O motoboy Rafael Maia, de 24 anos, ficou quase cinco horas na fila da UPA de Manguinhos:

- Tive febre e tosse durante a noite. Eu mofei na fila, mas o médico me examinou rapidinho, passou um xarope, vitamina C, e pronto. Ele me mandou voltar para casa. Teve gente que desistiu de esperar - disse ele, que também estava de máscara.

Quem foi para o Engenho Novo encontrou a sala de espera abarrotada. A médica que fazia a primeira abordagem na unidade, que se identificou como Elisa, garantia que pacientes com sintomas de gripe suína tinham prioridade, sem especificar, porém, em quanto tempo seriam atendidos.

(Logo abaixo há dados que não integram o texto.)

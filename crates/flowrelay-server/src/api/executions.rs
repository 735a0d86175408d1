//! Execution routes - /executions
//!
//! GET /executions?workflowId=&status=&limit= - List executions
//! GET /executions/{id}                       - Get one execution

use axum::{
    extract::{
        rejection::{PathRejection, QueryRejection},
        Path, Query, State,
    },
    routing::get,
    Json, Router,
};
use flowrelay_core::{ExecutionFilter, ProxyError, UpstreamBody};

use crate::state::AppState;

pub fn router() -> Router<AppState> {
    Router::new()
        .route("/", get(list_executions))
        .route("/{id}", get(get_execution))
}

async fn list_executions(
    State(state): State<AppState>,
    query: Result<Query<ExecutionFilter>, QueryRejection>,
) -> Result<Json<UpstreamBody>, ProxyError> {
    let Query(filter) = query?;
    state.client.list_executions(&filter).await.map(Json)
}

async fn get_execution(
    State(state): State<AppState>,
    path: Result<Path<String>, PathRejection>,
) -> Result<Json<UpstreamBody>, ProxyError> {
    let Path(id) = path?;
    state.client.get_execution(&id).await.map(Json)
}
pub mod executions;
pub mod meta;
pub mod workflows;

use axum::body::Bytes;
use axum::http::{Method, Uri};
use axum::Router;
use flowrelay_core::ProxyError;
use serde_json::Value;

use crate::state::AppState;

/// Build the complete API router with all sub-routes.
pub fn api_router() -> Router<AppState> {
    Router::new()
        .merge(meta::router())
        .nest("/workflows", workflows::router())
        .nest("/executions", executions::router())
}

/// Router fallback: unknown routes still answer with an `ErrorEnvelope`.
pub async fn not_found(method: Method, uri: Uri) -> ProxyError {
    ProxyError::NotFound(format!("{} {}", method, uri.path()))
}

/// Parse an optional JSON request body. An empty body is `None`.
pub(crate) fn parse_json_body(body: &Bytes) -> Result<Option<Value>, ProxyError> {
    if body.iter().all(u8::is_ascii_whitespace) {
        return Ok(None);
    }
    serde_json::from_slice(body)
        .map(Some)
        .map_err(|e| ProxyError::BadRequest(format!("invalid JSON body: {}", e)))
}
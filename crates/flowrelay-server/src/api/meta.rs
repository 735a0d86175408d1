//! Non-proxied routes: health check and API description.

use axum::{routing::get, Json, Router};
use serde_json::{json, Map, Value};

use crate::state::AppState;

pub const SERVICE_NAME: &str = "flowrelay";

/// Documented route keys served by `GET /`. Independent of upstream state.
pub const ENDPOINTS: &[(&str, &str)] = &[
    ("health", "GET /health"),
    ("info", "GET /"),
    ("listWorkflows", "GET /workflows"),
    ("getWorkflow", "GET /workflows/:id"),
    ("createWorkflow", "POST /workflows"),
    ("updateWorkflow", "PUT /workflows/:id"),
    ("toggleWorkflow", "PATCH /workflows/:id"),
    ("deleteWorkflow", "DELETE /workflows/:id"),
    ("executeWorkflow", "POST /workflows/:id/execute"),
    ("getExecution", "GET /executions/:id"),
    ("listExecutions", "GET /executions?workflowId="),
];

pub fn router() -> Router<AppState> {
    Router::new()
        .route("/", get(api_info))
        .route("/health", get(health_check))
}

async fn health_check() -> Json<Value> {
    Json(json!({
        "status": "healthy",
        "service": SERVICE_NAME,
        "timestamp": chrono::Utc::now().to_rfc3339(),
    }))
}

async fn api_info() -> Json<Value> {
    let endpoints: Map<String, Value> = ENDPOINTS
        .iter()
        .map(|(key, route)| (key.to_string(), Value::String(route.to_string())))
        .collect();

    Json(json!({
        "service": SERVICE_NAME,
        "version": env!("CARGO_PKG_VERSION"),
        "description": "Proxy for the upstream workflow-automation REST API",
        "endpoints": endpoints,
    }))
}
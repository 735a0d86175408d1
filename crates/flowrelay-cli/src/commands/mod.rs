//! CLI command implementations.
//!
//! Each submodule corresponds to a top-level CLI command. Direct commands
//! reuse the same `UpstreamClient` the proxy routes call.

pub mod execution;
pub mod server;
pub mod workflow;

use clap::Args;
use flowrelay_core::config::{DEFAULT_API_KEY_HEADER, DEFAULT_API_PREFIX};
use flowrelay_core::{ProxyError, UpstreamBody, UpstreamClient, UpstreamConfig};

/// Upstream connection flags, shared by every command.
#[derive(Clone, Args)]
pub struct UpstreamArgs {
    /// Base URL of the upstream workflow service (e.g. http://localhost:5678)
    #[arg(long, env = "UPSTREAM_BASE_URL", global = true)]
    pub upstream_url: Option<String>,

    /// API key sent with every upstream request
    #[arg(long, env = "UPSTREAM_API_KEY", hide_env_values = true, global = true)]
    pub api_key: Option<String>,

    /// Version prefix of the upstream API
    #[arg(long, env = "UPSTREAM_API_PREFIX", default_value = DEFAULT_API_PREFIX, global = true)]
    pub api_prefix: String,

    /// Header name that carries the API key
    #[arg(long, env = "UPSTREAM_API_KEY_HEADER", default_value = DEFAULT_API_KEY_HEADER, global = true)]
    pub api_key_header: String,
}

impl UpstreamArgs {
    /// Resolve the flags into a validated `UpstreamConfig`.
    pub fn to_config(&self) -> Result<UpstreamConfig, String> {
        let base_url = self
            .upstream_url
            .as_deref()
            .ok_or("Missing upstream URL: pass --upstream-url or set UPSTREAM_BASE_URL")?;
        let api_key = self
            .api_key
            .as_deref()
            .ok_or("Missing API key: pass --api-key or set UPSTREAM_API_KEY")?;

        let config = UpstreamConfig::new(base_url, api_key)
            .with_api_prefix(self.api_prefix.as_str())
            .with_api_key_header(self.api_key_header.as_str());
        config.validate().map_err(|e| e.to_string())?;
        Ok(config)
    }

    /// Build an `UpstreamClient` for direct commands.
    pub fn client(&self) -> Result<UpstreamClient, String> {
        UpstreamClient::new(self.to_config()?).map_err(|e| e.to_string())
    }
}

/// Pretty-print a JSON value to stdout.
pub fn print_json(value: &serde_json::Value) {
    println!(
        "{}",
        serde_json::to_string_pretty(value).unwrap_or_else(|_| value.to_string())
    );
}

/// Pretty-print an upstream body, falling back to its raw text.
pub fn print_body(body: &UpstreamBody) {
    match serde_json::from_str::<serde_json::Value>(body.get()) {
        Ok(value) => print_json(&value),
        Err(_) => println!("{}", body.get()),
    }
}

/// Render an upstream failure for the terminal, including the upstream body.
pub fn upstream_error(err: ProxyError) -> String {
    let envelope = err.envelope();
    match envelope.details {
        Some(details) => format!("{} ({})", envelope.error, details),
        None => envelope.error,
    }
}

Máscaras e álcool já começam a faltar

Nos hospitais do município, pacientes também sofriam. Até 18h10m de ontem, a emergência do Salgado Filho, no Méier, só estava recebendo pacientes "de altíssima gravidade". Uma atendente encarregada de organizar a fila no guichê de recepção, embora não fosse médica, tirava a temperatura de uma criança e alertava que a espera seria longa:

- Para ser atendido, demora mesmo: cerca de quatro horas de espera, por aí.

O Ministério da Saúde informou que apenas as unidades de referência no tratamento da nova gripe - Hospital Universitário Clementino Fraga Filho, na Ilha do Fundão; Universitário Pedro Ernesto, em Vila Isabel; Central Iaserj, no Centro; e Instituto de Pesquisa Clínica Evandro Chagas (Ipec), em Manguinhos - são obrigadas a ter o Tamiflu. Segundo o ministério, cabe às secretarias de saúde decidir se, em casos graves, o paciente deve ser transferido para um centro de referência.

Em meio à falta de informações, vizinhos da moradora da comunidade do Pedrosa que morreu quinta-feira estão com medo de contrair a doença:

- Moro numa casa atrás da residência da moça que faleceu. É claro que, como todo mundo, estou com medo. Minha preocupação é o meu filho de 1 ano e 5 meses pegar essa doença e eu não conseguir atendimento na UPA. Agora não temos para onde ir - diz Edinilza Ferreira, de 24 anos.

Em farmácias da Zona Sul, já começam a faltar máscaras descartáveis e álcool em gel. Em uma drogaria na esquina das avenidas Bartolomeu Mitre e Ataulfo de Paiva, no Leblon, não havia nenhum dos dois artigos.

- O álcool em gel acabou, mas devemos receber mais amanhã (hoje). A procura aumentou bastante. Há um bocado de gente comprando - disse um vendedor.

Em outra farmácia do Leblon, havia frascos de álcool a R$19,50, mas as máscaras estão em falta há um mês, segundo o atendente João Alberto:

- Vendemos pelo menos uns cinco potes de álcool em gel por dia. Já a máscara está difícil de conseguir até com os distribuidores.

Numa drogaria perto da esquina das ruas São Clemente e Eduardo Guinle, em Botafogo, só havia uma caixa com 30 máscaras (R$1 a unidade) e alguns frascos do álcool. O de 60 ml custa R$6 e o de 250 ml, R$ 9,10.